細かな取り組みが教育を底上げする?近大の「海外バーチャル留学体験」から感じる、アフターコロナの大学教育。
新型コロナウイルスによって急速に広まったオンライン教育が、大学教育にどのような影響を与えるかは、大学関係者でなくても興味深いテーマだと思います。今回、見つけた近畿大学の取り組みは、そんな少し先の大学を感じさせる取り組みです。こういう取り組みが増えていき、何年か先に、コロナは大変だったけど結果的に良かったこともあったよね、なんて笑いあえるとすごく素敵です。
どうでしょうか。この取り組みは端的にいってしまうと、Zoomを使った海外の研究室訪問です。リリースにある「海外バーチャル留学体験」というのは、やや盛った表現なようにも思います。でも、合計約160人が日本にいながら海外の研究室をリアルに体験できるわけですから、非常に意義深い取り組みであることには違いありません。さらにいうと、これを理系でやっているということがミソだと思うのです。
というのも、理系の日本人留学生は文系に比べると圧倒的に少ないんですね。「日本人学生留学状況調査」によると、文系で最も日本人留学生が多い社会科学系は留学生全体の57.1%を占めていますが、理系で最も多い工学系の構成比は8.2%、この差は歴然です。
「2019年度日本人学生留学状況調査結果」(日本学生支援機構調べ)より
思うに、文系の学生であれば、国際系や語学系を中心に、もとから海外に興味を持つ学生がたくさんいます。理系にもいるにはいると思うのですが、少なくとも理系に進学している段階で、一番学びたいことが国際関係や語学ではない、ということは明白です。さらにいうと、理系は文系に比べて何かと忙しく、研究室配属後に留学したいと思っても、その気持ちを育む時間も余裕もないという人が大半なのではないでしょうか。

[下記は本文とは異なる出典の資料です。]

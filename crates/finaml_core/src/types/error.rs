//! Error types for structured error handling.
//!
//! This module provides:
//! - `ValuationError`: the crate-wide error returned at public boundaries
//! - `DegenerateInput`: a non-error flag raised when a pricer leaves the
//!   general analytic path for a closed-form fallback

use std::fmt;
use thiserror::Error;

/// Categorised valuation errors.
///
/// Every public fallible function in the workspace returns this type (or a
/// module error that converts into it via `From`).
///
/// # Variants
/// - `InvalidInstrument`: instrument construction rejected its arguments
/// - `InvalidParameter`: a market or simulation parameter is out of domain
/// - `Configuration`: a configuration file could not be loaded or validated
///
/// # Examples
/// ```
/// use finaml_core::types::ValuationError;
///
/// let err = ValuationError::InvalidInstrument("negative price: -1".to_string());
/// assert_eq!(format!("{}", err), "Invalid instrument: negative price: -1");
/// ```
#[derive(Error, Debug, Clone, PartialEq, Eq)]
pub enum ValuationError {
    /// Instrument arguments failed validation at construction.
    #[error("Invalid instrument: {0}")]
    InvalidInstrument(String),

    /// Non-finite or out-of-domain parameter.
    #[error("Invalid parameter: {0}")]
    InvalidParameter(String),

    /// Configuration loading or validation failure.
    #[error("Configuration error: {0}")]
    Configuration(String),
}

impl ValuationError {
    /// Create an invalid instrument error
    pub fn invalid_instrument(msg: impl Into<String>) -> Self {
        Self::InvalidInstrument(msg.into())
    }

    /// Create an invalid parameter error
    pub fn invalid_parameter(msg: impl Into<String>) -> Self {
        Self::InvalidParameter(msg.into())
    }

    /// Returns true for `InvalidInstrument`.
    #[inline]
    pub fn is_invalid_instrument(&self) -> bool {
        matches!(self, Self::InvalidInstrument(_))
    }

    /// Returns true for `InvalidParameter`.
    #[inline]
    pub fn is_invalid_parameter(&self) -> bool {
        matches!(self, Self::InvalidParameter(_))
    }
}

/// Degenerate pricing inputs.
///
/// Not an error: the pricer still returns a well-defined value, but it comes
/// from a closed-form fallback instead of the general formula. Callers can
/// observe which fallback fired through the pricing diagnostics.
#[derive(Debug, Clone, Copy, PartialEq, Eq, Hash)]
pub enum DegenerateInput {
    /// Time to maturity is zero or negative; intrinsic value is returned.
    ZeroMaturity,
    /// Volatility is zero; discounted intrinsic (intrinsic plus carry) is returned.
    ZeroVolatility,
    /// Spot or strike is zero; the log-moneyness term is undefined.
    ZeroPriceLevel,
}

impl DegenerateInput {
    /// Short identifier used in log fields.
    pub fn code(&self) -> &'static str {
        match self {
            Self::ZeroMaturity => "zero_maturity",
            Self::ZeroVolatility => "zero_volatility",
            Self::ZeroPriceLevel => "zero_price_level",
        }
    }
}

impl fmt::Display for DegenerateInput {
    fn fmt(&self, f: &mut fmt::Formatter<'_>) -> fmt::Result {
        match self {
            Self::ZeroMaturity => write!(f, "zero time to maturity"),
            Self::ZeroVolatility => write!(f, "zero volatility"),
            Self::ZeroPriceLevel => write!(f, "zero spot or strike"),
        }
    }
}
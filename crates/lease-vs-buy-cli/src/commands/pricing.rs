use clap::Args;
use rust_decimal::Decimal;
use serde_json::Value;

use lease_vs_buy_core::cost_model::{self, ScenarioParameters};
use lease_vs_buy_core::time_value;

use crate::input;

/// Scenario parameter flags shared by every pricing command.
///
/// Each flag is optional and, when given, overrides the value from
/// `--input` / stdin (or the built-in default).
#[derive(Args, Debug, Default)]
pub struct ScenarioArgs {
    /// Vehicle purchase price
    #[arg(long)]
    pub purchase_price: Option<Decimal>,

    /// Monthly lease payment
    #[arg(long)]
    pub lease_payment_monthly: Option<Decimal>,

    /// Lease cycle length in months
    #[arg(long)]
    pub lease_term_months: Option<u32>,

    /// Resale value at the end of the horizon
    #[arg(long)]
    pub resale_value: Option<Decimal>,

    /// Annual discount rate (e.g. 0.03 for 3%)
    #[arg(long, alias = "rate")]
    pub discount_rate_annual: Option<Decimal>,

    /// Annual maintenance when buying
    #[arg(long)]
    pub maintenance_buy_annual: Option<Decimal>,

    /// Annual maintenance when leasing
    #[arg(long)]
    pub maintenance_lease_annual: Option<Decimal>,

    /// Annual insurance when buying
    #[arg(long)]
    pub insurance_buy_annual: Option<Decimal>,

    /// Annual insurance when leasing
    #[arg(long)]
    pub insurance_lease_annual: Option<Decimal>,

    /// Fee at the start of each lease cycle
    #[arg(long)]
    pub lease_acquisition_fee: Option<Decimal>,

    /// Fee at the end of each lease cycle
    #[arg(long)]
    pub lease_disposition_fee: Option<Decimal>,
}

impl ScenarioArgs {
    /// Layer any flags that were given over `base`.
    pub fn apply(&self, base: ScenarioParameters) -> ScenarioParameters {
        ScenarioParameters {
            purchase_price: self.purchase_price.unwrap_or(base.purchase_price),
            lease_payment_monthly: self
                .lease_payment_monthly
                .unwrap_or(base.lease_payment_monthly),
            lease_term_months: self.lease_term_months.unwrap_or(base.lease_term_months),
            horizon_years: base.horizon_years,
            resale_value: self.resale_value.unwrap_or(base.resale_value),
            discount_rate_annual: self
                .discount_rate_annual
                .unwrap_or(base.discount_rate_annual),
            maintenance_buy_annual: self
                .maintenance_buy_annual
                .unwrap_or(base.maintenance_buy_annual),
            maintenance_lease_annual: self
                .maintenance_lease_annual
                .unwrap_or(base.maintenance_lease_annual),
            insurance_buy_annual: self
                .insurance_buy_annual
                .unwrap_or(base.insurance_buy_annual),
            insurance_lease_annual: self
                .insurance_lease_annual
                .unwrap_or(base.insurance_lease_annual),
            lease_acquisition_fee: self
                .lease_acquisition_fee
                .unwrap_or(base.lease_acquisition_fee),
            lease_disposition_fee: self
                .lease_disposition_fee
                .unwrap_or(base.lease_disposition_fee),
        }
    }
}

/// Arguments for a single-horizon buy vs lease calculation
#[derive(Args)]
#[command(allow_hyphen_values = true)]
pub struct PresentValuesArgs {
    /// Comparison horizon in years (may be fractional)
    #[arg(long, alias = "years")]
    pub horizon_years: Option<Decimal>,

    #[command(flatten)]
    pub scenario: ScenarioArgs,

    /// Path to JSON input file (individual flags override its values)
    #[arg(long)]
    pub input: Option<String>,
}

/// Arguments for annual-to-monthly rate conversion
#[derive(Args)]
#[command(allow_hyphen_values = true)]
pub struct MonthlyRateArgs {
    /// Annual rate (e.g. 0.03 for 3%)
    #[arg(long)]
    pub annual_rate: Decimal,
}

pub fn run_present_values(args: PresentValuesArgs) -> Result<Value, Box<dyn std::error::Error>> {
    let base: ScenarioParameters = if let Some(ref path) = args.input {
        input::file::read_json(path)?
    } else if let Some(data) = input::stdin::read_stdin()? {
        serde_json::from_value(data)?
    } else {
        ScenarioParameters::default()
    };

    let mut params = args.scenario.apply(base);
    if let Some(years) = args.horizon_years {
        params.horizon_years = years;
    }
    tracing::debug!(?params, "resolved scenario parameters");

    let result = cost_model::calculate_buy_vs_lease(&params)?;
    Ok(serde_json::to_value(result)?)
}

pub fn run_monthly_rate(args: MonthlyRateArgs) -> Result<Value, Box<dyn std::error::Error>> {
    let monthly_rate = time_value::annual_to_monthly_rate(args.annual_rate)?;
    Ok(serde_json::json!({
        "result": {
            "annual_rate": args.annual_rate,
            "monthly_rate": monthly_rate,
        }
    }))
}
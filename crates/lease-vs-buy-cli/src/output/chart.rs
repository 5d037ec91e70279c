//! Text line chart of buy and lease present values against the horizon.
//!
//! One column per swept year, `B` for buy, `L` for lease, `*` where both
//! land on the same row. The breakeven year is drawn as a dotted vertical
//! line.

use colored::Colorize;
use rust_decimal::prelude::ToPrimitive;
use rust_decimal::Decimal;
use serde_json::Value;
use std::str::FromStr;

use super::{result_section, table};

const CHART_HEIGHT: usize = 16;
const COLUMN_WIDTH: usize = 4;
const MARKER_OFFSET: usize = 2;

/// A single year's pair of present values.
#[derive(Debug, Clone, PartialEq)]
pub struct ChartPoint {
    pub year: u32,
    pub buy: Decimal,
    pub lease: Decimal,
}

/// Print a chart when the output holds sweep rows; otherwise fall back to
/// a table.
pub fn print_chart(value: &Value) {
    let Some((points, breakeven)) = extract_points(value) else {
        table::print_table(value);
        return;
    };
    if points.is_empty() {
        println!("(empty)");
        return;
    }

    let (min, max) = value_range(&points);
    let grid = render_grid(&points, breakeven, CHART_HEIGHT);
    let label_width = [min, max]
        .iter()
        .map(|v| format_axis(*v).len())
        .max()
        .unwrap_or(0);

    println!("{}", "Car: Lease vs Buy Over Time".bold());
    println!("Present value cost ($)");
    for (idx, line) in grid.iter().enumerate() {
        let row_from_bottom = CHART_HEIGHT - 1 - idx;
        let label = if row_from_bottom == CHART_HEIGHT - 1 {
            format_axis(max)
        } else if row_from_bottom == 0 {
            format_axis(min)
        } else {
            String::new()
        };
        println!("{label:>label_width$} ┤{}", colorize(line));
    }
    println!(
        "{:>label_width$} └{}",
        "",
        "─".repeat(points.len() * COLUMN_WIDTH)
    );
    let years: String = points
        .iter()
        .map(|p| format!("{:>width$} ", p.year, width = COLUMN_WIDTH - 1))
        .collect();
    println!("{:>label_width$}  {}", "", years);
    println!("{:>label_width$}  Time horizon (years)", "");

    let mut legend = format!("{} Buy   {} Lease   {} Both", "B".blue(), "L".yellow(), "*".magenta());
    if let Some(year) = breakeven {
        legend.push_str(&format!("   {} Breakeven ≈ Year {}", "┆".dimmed(), year));
    }
    println!("\n{}", legend);
}

/// Pull chart points and the breakeven year out of a sweep envelope.
/// Returns None when the value does not hold sweep rows.
pub fn extract_points(value: &Value) -> Option<(Vec<ChartPoint>, Option<u32>)> {
    let result = result_section(value).as_object()?;
    let rows = result.get("rows")?.as_array()?;

    let points = rows
        .iter()
        .map(|row| {
            Some(ChartPoint {
                year: u32::try_from(row.get("years")?.as_u64()?).ok()?,
                buy: decimal_field(row, "present_value_buy")?,
                lease: decimal_field(row, "present_value_lease")?,
            })
        })
        .collect::<Option<Vec<_>>>()?;

    let breakeven = result
        .get("breakeven_year")
        .and_then(Value::as_u64)
        .and_then(|y| u32::try_from(y).ok());

    Some((points, breakeven))
}

/// Plain-text plot area, top row first. Each line is
/// `points.len() * COLUMN_WIDTH` characters wide.
pub fn render_grid(points: &[ChartPoint], breakeven: Option<u32>, height: usize) -> Vec<String> {
    let (min, max) = value_range(points);
    let width = points.len() * COLUMN_WIDTH;
    let mut grid = vec![vec![' '; width]; height];

    for (col, point) in points.iter().enumerate() {
        let x = col * COLUMN_WIDTH + MARKER_OFFSET;
        if breakeven == Some(point.year) {
            for line in grid.iter_mut() {
                line[x] = '┆';
            }
        }
        let buy_row = scale(point.buy, min, max, height);
        let lease_row = scale(point.lease, min, max, height);
        grid[height - 1 - buy_row][x] = 'B';
        grid[height - 1 - lease_row][x] = if lease_row == buy_row { '*' } else { 'L' };
    }

    grid.into_iter().map(|line| line.into_iter().collect()).collect()
}

/// Row index (0 = bottom) for `value` within [min, max]. A flat range maps
/// everything to the middle row.
fn scale(value: Decimal, min: Decimal, max: Decimal, height: usize) -> usize {
    if height <= 1 {
        return 0;
    }
    let span = max - min;
    if span.is_zero() {
        return height / 2;
    }
    let top = Decimal::from(height - 1);
    ((value - min) / span * top)
        .round()
        .to_usize()
        .unwrap_or(0)
        .min(height - 1)
}

fn value_range(points: &[ChartPoint]) -> (Decimal, Decimal) {
    let mut values = points.iter().flat_map(|p| [p.buy, p.lease]);
    let first = values.next().unwrap_or(Decimal::ZERO);
    values.fold((first, first), |(lo, hi), v| (lo.min(v), hi.max(v)))
}

fn decimal_field(row: &Value, key: &str) -> Option<Decimal> {
    match row.get(key)? {
        Value::String(s) => Decimal::from_str(s).ok(),
        Value::Number(n) => Decimal::from_str(&n.to_string()).ok(),
        _ => None,
    }
}

fn format_axis(value: Decimal) -> String {
    value.round_dp(0).to_string()
}

fn colorize(line: &str) -> String {
    line.chars()
        .map(|c| match c {
            'B' => "B".blue().to_string(),
            'L' => "L".yellow().to_string(),
            '*' => "*".magenta().to_string(),
            '┆' => "┆".dimmed().to_string(),
            other => other.to_string(),
        })
        .collect()
}
//! Present-value comparison of buying versus leasing a car.
//!
//! [`time_value`] converts annual rates to monthly ones and discounts monthly
//! cash flows; [`cost_model`] builds the buy and lease cash flows and prices
//! them; [`comparison`] sweeps whole-year horizons and finds the crossover
//! year.

pub mod cost_model;
pub mod error;
pub mod time_value;
pub mod types;

#[cfg(feature = "comparison")]
pub mod comparison;

pub use cost_model::{buy_vs_lease_present_values, calculate_buy_vs_lease, ScenarioParameters};
pub use error::LeaseVsBuyError;
pub use time_value::{annual_to_monthly_rate, npv_with_monthly_flows};
pub use types::*;

/// Standard result type for all lease-vs-buy operations
pub type LeaseVsBuyResult<T> = Result<T, LeaseVsBuyError>;
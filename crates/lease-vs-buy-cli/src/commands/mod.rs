pub mod comparison;
pub mod pricing;
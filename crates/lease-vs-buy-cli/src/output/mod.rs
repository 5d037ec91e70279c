pub mod chart;
pub mod csv_out;
pub mod json;
pub mod minimal;
pub mod table;

use crate::OutputFormat;
use serde_json::Value;

/// Dispatch output to the appropriate formatter.
pub fn format_output(format: &OutputFormat, value: &Value) {
    match format {
        OutputFormat::Json => json::print_json(value),
        OutputFormat::Table => table::print_table(value),
        OutputFormat::Csv => csv_out::print_csv(value),
        OutputFormat::Minimal => minimal::print_minimal(value),
        OutputFormat::Chart => chart::print_chart(value),
    }
}

/// Render a scalar JSON value for display. Decimals arrive as strings.
pub(crate) fn display_value(value: &Value) -> String {
    match value {
        Value::String(s) => s.clone(),
        Value::Number(n) => n.to_string(),
        Value::Bool(b) => b.to_string(),
        Value::Null => "none".to_string(),
        Value::Array(arr) => arr.iter().map(display_value).collect::<Vec<_>>().join(", "),
        Value::Object(_) => serde_json::to_string(value).unwrap_or_default(),
    }
}

/// Column headers for an array of records: `years` leads, the remaining
/// keys follow in map order.
pub(crate) fn record_headers(first: &serde_json::Map<String, Value>) -> Vec<String> {
    let mut headers: Vec<String> = first.keys().filter(|k| *k != "years").cloned().collect();
    if first.contains_key("years") {
        headers.insert(0, "years".to_string());
    }
    headers
}

/// The `result` section of an output envelope, or the value itself.
pub(crate) fn result_section(value: &Value) -> &Value {
    value
        .as_object()
        .and_then(|m| m.get("result"))
        .unwrap_or(value)
}
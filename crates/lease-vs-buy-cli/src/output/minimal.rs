use serde_json::Value;

use super::{display_value, result_section};

/// Headline fields, in priority order. A sweep answers with its breakeven
/// year even when that is null.
const HEADLINE_KEYS: [&str; 3] = ["breakeven_year", "monthly_rate", "lease_minus_buy"];

/// Print just the headline answer from the output.
pub fn print_minimal(value: &Value) {
    println!("{}", minimal_line(value));
}

fn minimal_line(value: &Value) -> String {
    let result = result_section(value);

    if let Value::Object(map) = result {
        for key in HEADLINE_KEYS {
            if let Some(val) = map.get(key) {
                return display_value(val);
            }
        }
        if let Some((key, val)) = map.iter().next() {
            return format!("{}: {}", key, display_value(val));
        }
    }

    display_value(result)
}
use clap::Args;
use serde_json::Value;

use lease_vs_buy_core::comparison::{self, ComparisonInput};

use crate::commands::pricing::ScenarioArgs;
use crate::input;

/// Arguments for the horizon sweep and crossover lookup
#[derive(Args)]
#[command(allow_hyphen_values = true)]
pub struct CompareArgs {
    /// Sweep whole-year horizons from 1 up to this many years
    #[arg(long, alias = "years")]
    pub max_horizon_years: Option<u32>,

    #[command(flatten)]
    pub scenario: ScenarioArgs,

    /// Path to JSON input file (individual flags override its values)
    #[arg(long)]
    pub input: Option<String>,
}

pub fn run_compare(args: CompareArgs) -> Result<Value, Box<dyn std::error::Error>> {
    let base: ComparisonInput = if let Some(ref path) = args.input {
        input::file::read_json(path)?
    } else if let Some(data) = input::stdin::read_stdin()? {
        serde_json::from_value(data)?
    } else {
        ComparisonInput::default()
    };

    let input = ComparisonInput {
        max_horizon_years: args.max_horizon_years.unwrap_or(base.max_horizon_years),
        scenario: args.scenario.apply(base.scenario),
    };
    tracing::debug!(
        max_horizon_years = input.max_horizon_years,
        "running horizon sweep"
    );

    let result = comparison::run_comparison(&input)?;
    Ok(serde_json::to_value(result)?)
}
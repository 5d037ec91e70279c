use thiserror::Error;

#[derive(Debug, Error)]
pub enum LeaseVsBuyError {
    #[error("Invalid input: {field} — {reason}")]
    InvalidInput { field: String, reason: String },

    #[error("Division by zero in {context}")]
    DivisionByZero { context: String },
}
use serde_json::Value;

/// Pretty-print the full output envelope as JSON.
pub fn print_json(value: &Value) {
    match serde_json::to_string_pretty(value) {
        Ok(s) => println!("{}", s),
        Err(e) => eprintln!("JSON serialization error: {}", e),
    }
}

今回の近大の取り組みは、こういった留学に対して意識がいきにくい工学系の学生の興味を刺激する方法として、とても効果的なように思いました。現地の研究室をリアルに体験できることはもちろんですが、授業のなかでやっているところがポイントです。だって先ほど書いたように、理系の学生は忙しいし、留学への関心が比較的薄い。そうであれば、授業外にこういった催しがあっても、なかなか足を運ばないですよね。
今まで食べようともしなかったものの美味しさを伝える方法として、強引にでもひとさじ口に入れる、しかも最も美味しさがわかるところを放り込むというのは、そんなに悪いやり方じゃないように思います。今回の理系学生に留学の魅力を伝える方法は、まさにこれじゃないでしょうか。
コロナ以前であれば、こういった取り組みを実現するには、それなりの手間がかかりました。しかし、今であれば、ネットにつながったパソコンがそれぞれの拠点にあれば、それでことが足ります。これは技術面だけでなく、私たちの意識がそういったことは可能であり容易だと認識したからこそできることです。理解ができていないと、発想自体がまず生まれません。
コロナ禍のオンライン教育の急激な発達によって、何かしら画期的な教育プログラムが生まれるのではないかという期待がありますし、予感もあります。でも実際は、今回の近大の取り組みのように、小さなアイデアが細かくいろんなところで実現し、大学教育をじわじわ底上げしていくということの方が多いような気がします。そして、そっちの方が多くの学生に恩恵が行き渡り、目に見えにくいけど意義深いのではないでしょうか。何年か先、今回の近大のような取り組みがプレスリリースとしての価値を持たないような教育環境が生まれていると、すごくいいように思うのです。